本連載では数回にわたり、PwCあらたのプロフェッショナルと基準開発機関との議論の模様をお届けします。第2回はGRI(Global Reporting Initiative:グローバル・レポーティング・イニシアティブ)のChief of StandardsであるBastian Buck氏に、PwCあらたのサステナビリティ・アドバイザリー部長 パートナーの田原 英俊がGRIの考え方や、GRIスタンダードの活用方法について詳しく伺った内容をお届けします。
(左から)Buck氏、田原
田原:ここ数年で、サステナビリティ情報開示の基準開発が急速に進展しましたが、日本企業がその動きにキャッチアップすることは大変なことです。そこで私たちはこの対談を通じて、サステナビリティ情報開示をより良いものにするために、次に何をすべきかについての洞察を提供したいと考えています。
WBCSD(World Business Council for Sustainable Development:持続可能な開発のための世界経済人会議)の最新のレポート*1によると、メンバー企業の76%が、自社の報告がGRIスタンダードに準拠していると宣言しています。
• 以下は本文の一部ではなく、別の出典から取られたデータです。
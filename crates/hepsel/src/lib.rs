//! hepsel: object selection and derived kinematics for collider events.
//!
//! This is the top-level facade crate that re-exports the public API from all
//! hepsel sub-crates. For most users, adding `hepsel` as a single dependency
//! is sufficient.
//!
//! # Quick start
//!
//! ```rust
//! use hepsel::prelude::*;
//! use std::f64::consts::PI;
//!
//! // One event: an e+e- pair near the Z mass.
//! let mut store = EventStore::new();
//! store.begin_event(EventInfo::default());
//! for (pt, eta, phi, q) in [(40.0, 0.65, 0.0, 1), (35.0, -0.65, PI, -1)] {
//!     let mut e = Electron::new(
//!         Particle::from_pt_eta_phi_m(pt, eta, phi, 0.0),
//!         LeptonCommon::with_charge(q),
//!     );
//!     e.tight_llh = true;
//!     store.push(e);
//! }
//! store.insert_met(Met::new(40.0, 1.2));
//!
//! let selector = Selector::new(SelectionConfig::default())?;
//! let event = selector.select(&mut store, SystematicVariant::Nominal)?;
//! let leptons = event.signal.leptons();
//! assert_eq!(leptons.len(), 2);
//! assert!(has_z(&leptons, 10.0));
//! assert_eq!(best_z(&leptons)?, (0, 1));
//! assert!(mt2(&leptons, event.require_met()?) >= 0.0);
//! # Ok::<(), Box<dyn std::error::Error>>(())
//! ```
//!
//! # Modules
//!
//! Each module corresponds to a sub-crate. Use them for types not in the prelude:
//!
//! | Module | Sub-crate | Contents |
//! |--------|-----------|----------|
//! | [`types`] | `hepsel-core` | Four-vectors, variants, object records, core traits |
//! | [`store`] | `hepsel-store` | Per-event store, handles, event sources |
//! | [`select`] | `hepsel-select` | Overlap removal, cuts, pairing, kinematics, pipeline |

#![deny(missing_docs)]
#![deny(rustdoc::broken_intra_doc_links)]
#![forbid(unsafe_code)]

/// Object model and core traits (`hepsel-core`).
///
/// Contains [`types::LorentzVector`], the systematic-variant machinery, the
/// reconstructed object records, and the [`types::Kinematic`] and
/// [`types::Lepton`] traits.
pub use hepsel_core as types;

/// Per-event object store (`hepsel-store`).
///
/// [`store::EventStore`] owns one event's collections;
/// [`store::EventSource`] is the trait event readers implement.
pub use hepsel_store as store;

/// Selection and derived quantities (`hepsel-select`).
///
/// [`select::Selector`] runs the baseline/signal pipeline; the
/// [`select::pairing`] and [`select::kinematics`] modules hold the
/// analysis-level functions.
pub use hepsel_select as select;

/// Common imports for typical hepsel usage.
///
/// ```rust
/// use hepsel::prelude::*;
///
/// let selector = Selector::default();
/// assert_eq!(selector.analysis(), AnalysisType::ThreeLep);
/// ```
pub mod prelude {
    // Object model
    pub use hepsel_core::{
        AnalysisType, Electron, EventInfo, Flavor, Jet, Kinematic, Lepton, LeptonCommon,
        LorentzVector, Met, Muon, PairingError, Particle, Photon, PhysicsObject,
        SystematicVariant, Tau, TransverseVector,
    };

    // Store
    pub use hepsel_store::{EventSource, EventStore, Handle, ObjRef, StoreError};

    // Selection
    pub use hepsel_select::{
        LeptonRef, ObjectSet, SelectedEvent, SelectionConfig, SelectionError, Selector, Stage,
        TopTagMode,
    };

    // Analysis functions
    pub use hepsel_select::kinematics::{mct, meff, met_rel, mll, mt, mt2};
    pub use hepsel_select::pairing::{best_z, has_b_jet, has_sfos, has_z, is_sfos};
    pub use hepsel_select::pass_top_tag;
}
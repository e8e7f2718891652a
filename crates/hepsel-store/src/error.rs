//! Store-specific error types.

use std::error::Error;
use std::fmt;

use hepsel_core::{Generation, ObjectKind};

/// Errors that can occur while filling or resolving from the event store.
#[derive(Clone, Debug, PartialEq, Eq)]
pub enum StoreError {
    /// A [`Handle`](crate::Handle) taken before the last `begin_event`.
    StaleHandle {
        /// The generation encoded in the handle.
        handle_generation: Generation,
        /// The store's current generation.
        current: Generation,
    },
    /// A handle whose index is past the end of its collection.
    OutOfBounds {
        /// Collection the handle points into.
        kind: ObjectKind,
        /// Index encoded in the handle.
        index: usize,
        /// Current collection length.
        len: usize,
    },
    /// The source was asked for an entry it does not have.
    EntryOutOfRange {
        /// Requested entry.
        entry: u64,
        /// Number of entries the source holds.
        count: u64,
    },
    /// The source failed to decode an entry.
    SourceFailed {
        /// Entry being loaded.
        entry: u64,
        /// Source-provided description.
        reason: String,
    },
}

impl fmt::Display for StoreError {
    fn fmt(&self, f: &mut fmt::Formatter<'_>) -> fmt::Result {
        match self {
            Self::StaleHandle {
                handle_generation,
                current,
            } => {
                write!(
                    f,
                    "stale handle: generation {handle_generation}, store at {current}"
                )
            }
            Self::OutOfBounds { kind, index, len } => {
                write!(f, "{kind} index {index} out of bounds (len {len})")
            }
            Self::EntryOutOfRange { entry, count } => {
                write!(f, "entry {entry} out of range ({count} entries)")
            }
            Self::SourceFailed { entry, reason } => {
                write!(f, "failed to load entry {entry}: {reason}")
            }
        }
    }
}

impl Error for StoreError {}

#[cfg(test)]
mod tests {
    use super::*;

    #[test]
    fn display_names_the_collection() {
        let err = StoreError::OutOfBounds {
            kind: ObjectKind::Jet,
            index: 4,
            len: 2,
        };
        assert_eq!(err.to_string(), "jet index 4 out of bounds (len 2)");
    }

    #[test]
    fn display_stale() {
        let err = StoreError::StaleHandle {
            handle_generation: Generation(3),
            current: Generation(5),
        };
        assert_eq!(err.to_string(), "stale handle: generation 3, store at 5");
    }
}
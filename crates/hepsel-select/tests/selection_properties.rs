//! Property tests for overlap removal and the selection pipeline.

use hepsel_core::{
    Electron, Jet, Kinematic, LeptonCommon, LorentzVector, Muon, Particle, SystematicVariant,
};
use hepsel_select::kinematics::{mct, mll};
use hepsel_select::pairing::is_sfos;
use hepsel_select::{remove_sfos_pairs, OverlapConfig, OverlapRemover, Selector};
use hepsel_test_utils::fixtures::random_event;
use proptest::prelude::*;

fn electron((pt, eta, phi): (f64, f64, f64)) -> Electron {
    Electron::new(
        Particle::from_pt_eta_phi_m(pt, eta, phi, 0.0),
        LeptonCommon::with_charge(1),
    )
}

fn muon((pt, eta, phi, q): (f64, f64, f64, bool)) -> Muon {
    Muon::new(
        Particle::from_pt_eta_phi_m(pt, eta, phi, 0.105),
        LeptonCommon::with_charge(if q { 1 } else { -1 }),
    )
}

// Objects crowded into a small η–φ patch so that overlaps are common.
fn crowded() -> impl Strategy<Value = (f64, f64, f64)> {
    (10.0f64..100.0, -0.1f64..0.1, -0.1f64..0.1)
}

proptest! {
    #[test]
    fn electron_overlap_leaves_no_close_pair(
        kin in prop::collection::vec(crowded(), 0..8),
    ) {
        let electrons: Vec<Electron> = kin.into_iter().map(electron).collect();
        let hardest = electrons.iter().map(|e| e.pt()).fold(0.0, f64::max);
        let mut survivors: Vec<&Electron> = electrons.iter().collect();
        let remover = OverlapRemover::default();
        remover.e_e(&mut survivors);

        let min_dr = OverlapConfig::DEFAULT_E_E;
        for (i, a) in survivors.iter().enumerate() {
            for b in &survivors[i + 1..] {
                prop_assert!(a.delta_r(b) > min_dr);
            }
        }
        if !electrons.is_empty() {
            prop_assert!(survivors.iter().any(|e| e.pt() == hardest));
        }
    }

    #[test]
    fn full_overlap_leaves_no_close_electron_muon_pair(
        ekin in prop::collection::vec(crowded(), 0..5),
        mkin in prop::collection::vec((10.0f64..100.0, -0.1f64..0.1, -0.1f64..0.1, any::<bool>()), 0..5),
    ) {
        let electrons: Vec<Electron> = ekin.into_iter().map(electron).collect();
        let muons: Vec<Muon> = mkin.into_iter().map(muon).collect();
        let mut es: Vec<&Electron> = electrons.iter().collect();
        let mut ms: Vec<&Muon> = muons.iter().collect();
        let mut js: Vec<&Jet> = Vec::new();
        let remover = OverlapRemover::default();
        remover.perform_overlap(&mut es, &mut ms, &mut js);

        let min_dr = remover.config().e_m;
        for e in &es {
            for m in &ms {
                prop_assert!(e.delta_r(m) > min_dr);
            }
        }
    }

    #[test]
    fn sfos_veto_is_a_no_op_without_low_mass_pairs(
        mkin in prop::collection::vec((10.0f64..100.0, -2.5f64..2.5, -3.1f64..3.1, any::<bool>()), 0..6),
    ) {
        let muons: Vec<Muon> = mkin.into_iter().map(muon).collect();
        let low_mass = muons.iter().enumerate().any(|(i, a)| {
            muons[i + 1..].iter().any(|b| is_sfos(a, b) && mll(a, b) < 12.0)
        });
        prop_assume!(!low_mass);
        let mut vetoed: Vec<&Muon> = muons.iter().collect();
        remove_sfos_pairs(&mut vetoed, 12.0);
        prop_assert_eq!(vetoed.len(), muons.len());
    }

    #[test]
    fn mct_is_symmetric(
        a in (5.0f64..200.0, -2.5f64..2.5, -3.1f64..3.1, 0.0f64..20.0),
        b in (5.0f64..200.0, -2.5f64..2.5, -3.1f64..3.1, 0.0f64..20.0),
    ) {
        let va = LorentzVector::from_pt_eta_phi_m(a.0, a.1, a.2, a.3);
        let vb = LorentzVector::from_pt_eta_phi_m(b.0, b.1, b.2, b.3);
        let ab = mct(&va, &vb);
        prop_assert!((ab - mct(&vb, &va)).abs() <= 1e-9 * (1.0 + ab));
    }

    #[test]
    fn signal_from_baseline_matches_signal_from_store(seed in any::<u64>()) {
        let store = random_event(seed).to_store();
        let selector = Selector::default();
        let baseline = selector.baseline_objects(&store);
        let from_baseline = selector.signal_objects(&baseline, store.info()).unwrap();
        let from_store = selector.signal_objects_from_store(&store);
        prop_assert_eq!(from_baseline.electrons(), from_store.electrons());
        prop_assert_eq!(from_baseline.muons(), from_store.muons());
        prop_assert_eq!(from_baseline.jets(), from_store.jets());
    }

    #[test]
    fn variant_switch_is_idempotent(seed in any::<u64>()) {
        let mut store = random_event(seed).to_store();
        let scalars: Vec<f64> = store.electrons().iter().map(|e| e.lepton.ptcone30).collect();

        store.set_state(SystematicVariant::JesUp);
        let once: Vec<f64> = store.jets().iter().map(|j| j.pt()).collect();
        store.set_state(SystematicVariant::JesUp);
        let twice: Vec<f64> = store.jets().iter().map(|j| j.pt()).collect();
        prop_assert_eq!(once, twice);

        store.set_state(SystematicVariant::Nominal);
        let nominal: Vec<f64> = store.jets().iter().map(|j| j.particle.nominal().pt()).collect();
        let current: Vec<f64> = store.jets().iter().map(|j| j.pt()).collect();
        prop_assert_eq!(nominal, current);

        let after: Vec<f64> = store.electrons().iter().map(|e| e.lepton.ptcone30).collect();
        prop_assert_eq!(scalars, after);
    }
}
また、PwCあらたの2021年の調査*2によると、日本では日経225企業の75%がGRIスタンダードを使用しています。このように、世界中の多くの企業がGRIスタンダードを使用していますが、その理由をどのようにお考えでしょうか。
Buck:まず、GRIには20年以上の歴史があり、GRIがGRIスタンダードとともに提供する報告フレームワークは非常に包括的であるという理由が挙げられます。開示の原則を提供するだけではなく、どのように原則と重要性(マテリアリティ)を適用させるかのガイダンスも提供していますし、企業がサステナビリティやリスクをどのように整理していくかを概念化することにも役立つものです。
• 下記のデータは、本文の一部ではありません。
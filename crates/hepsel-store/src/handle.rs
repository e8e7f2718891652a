//! Typed object handles and borrowed object views.
//!
//! A [`Handle`] names one object in one collection of the [`EventStore`]
//! for one event. It is generation-scoped: the `generation` field allows
//! O(1) staleness checks after the store has moved on to the next event.
//!
//! An [`ObjRef`] pairs a handle with a shared borrow of the object. Selection
//! collections are `Vec<ObjRef<'a, T>>`, so removing an element from a
//! collection never touches the stored record, and the borrow of the store
//! ties every collection to the current event.
//!
//! [`EventStore`]: crate::EventStore

use std::fmt;
use std::hash::{Hash, Hasher};
use std::marker::PhantomData;
use std::ops::Deref;

use hepsel_core::{Flavor, Generation, Kinematic, Lepton, LeptonCommon, LorentzVector};

/// Location of an object within the event store.
///
/// Handles are `Copy` regardless of `T`; the type parameter only selects
/// which collection the index refers to.
#[must_use]
pub struct Handle<T> {
    generation: Generation,
    index: usize,
    _marker: PhantomData<fn() -> T>,
}

impl<T> Handle<T> {
    /// Create a new handle.
    pub(crate) fn new(generation: Generation, index: usize) -> Self {
        Self {
            generation,
            index,
            _marker: PhantomData,
        }
    }

    /// The store generation this handle belongs to.
    pub fn generation(&self) -> Generation {
        self.generation
    }

    /// Position in the typed collection.
    pub fn index(&self) -> usize {
        self.index
    }
}

impl<T> Clone for Handle<T> {
    fn clone(&self) -> Self {
        *self
    }
}

impl<T> Copy for Handle<T> {}

impl<T> PartialEq for Handle<T> {
    fn eq(&self, other: &Self) -> bool {
        self.generation == other.generation && self.index == other.index
    }
}

impl<T> Eq for Handle<T> {}

impl<T> Hash for Handle<T> {
    fn hash<H: Hasher>(&self, state: &mut H) {
        self.generation.hash(state);
        self.index.hash(state);
    }
}

impl<T> fmt::Debug for Handle<T> {
    fn fmt(&self, f: &mut fmt::Formatter<'_>) -> fmt::Result {
        f.debug_struct("Handle")
            .field("generation", &self.generation)
            .field("index", &self.index)
            .finish()
    }
}

impl<T> fmt::Display for Handle<T> {
    fn fmt(&self, f: &mut fmt::Formatter<'_>) -> fmt::Result {
        write!(f, "Handle(gen={}, idx={})", self.generation, self.index)
    }
}

/// A non-owning view of a stored object.
///
/// Dereferences to `T` and forwards the [`Kinematic`] and [`Lepton`]
/// capabilities, so selection routines accept views wherever they accept
/// the stored types.
pub struct ObjRef<'a, T> {
    handle: Handle<T>,
    object: &'a T,
}

impl<'a, T> ObjRef<'a, T> {
    pub(crate) fn new(handle: Handle<T>, object: &'a T) -> Self {
        Self { handle, object }
    }

    /// The handle this view was resolved from.
    pub fn handle(&self) -> Handle<T> {
        self.handle
    }

    /// Position in the stored collection.
    pub fn index(&self) -> usize {
        self.handle.index
    }

    /// The borrowed object, with the store's lifetime.
    pub fn get(&self) -> &'a T {
        self.object
    }
}

impl<T> Clone for ObjRef<'_, T> {
    fn clone(&self) -> Self {
        *self
    }
}

impl<T> Copy for ObjRef<'_, T> {}

impl<T> PartialEq for ObjRef<'_, T> {
    fn eq(&self, other: &Self) -> bool {
        self.handle == other.handle
    }
}

impl<T> Eq for ObjRef<'_, T> {}

impl<T: fmt::Debug> fmt::Debug for ObjRef<'_, T> {
    fn fmt(&self, f: &mut fmt::Formatter<'_>) -> fmt::Result {
        f.debug_struct("ObjRef")
            .field("handle", &self.handle)
            .field("object", self.object)
            .finish()
    }
}

impl<T> Deref for ObjRef<'_, T> {
    type Target = T;

    fn deref(&self) -> &T {
        self.object
    }
}

impl<T: Kinematic> Kinematic for ObjRef<'_, T> {
    fn p4(&self) -> &LorentzVector {
        self.object.p4()
    }
}

impl<T: Lepton> Lepton for ObjRef<'_, T> {
    fn flavor(&self) -> Flavor {
        self.object.flavor()
    }

    fn common(&self) -> &LeptonCommon {
        self.object.common()
    }
}
//! Error types shared across hepsel crates.

use std::error::Error;
use std::fmt;

/// Errors from combinatorial pair searches.
#[derive(Clone, Debug, PartialEq, Eq)]
pub enum PairingError {
    /// No same-flavour opposite-sign pair exists among the candidates.
    ///
    /// This is a caller precondition violation: check `has_sfos` before
    /// asking for the best Z candidate.
    NoCandidatePair {
        /// Number of leptons that were scanned.
        candidates: usize,
    },
}

impl fmt::Display for PairingError {
    fn fmt(&self, f: &mut fmt::Formatter<'_>) -> fmt::Result {
        match self {
            Self::NoCandidatePair { candidates } => {
                write!(f, "no SFOS pair among {candidates} leptons")
            }
        }
    }
}

impl Error for PairingError {}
そのため、専門家がサステナビリティへのアプローチを整理する際に、GRIスタンダードを頻繁に参照しています。
GRIスタンダードは多くのセクターにおける、平均的な企業に関連するほとんど全てのサステナビリティの問題をカバーしていると思います。そのため、GRIスタンダードは企業がサステナビリティのジャーニーを始める際に専門家が参照すべきものの1つであると言えると思います。
もう1つの理由は、GRIスタンダードはグローバルなアプローチを採っているため、グローバルに事業を展開する企業と投資家にとって使いやすいものとなっています。現在、最大規模の上場企業の60〜70%がGRIを使用しており、ある種の同調圧力も発生しているのでしょう。同業他社がGRIスタンダードを使用している場合、比較可能性の観点から使用することになるのだと思います。GRIスタンダードの使用率は年々増加しています。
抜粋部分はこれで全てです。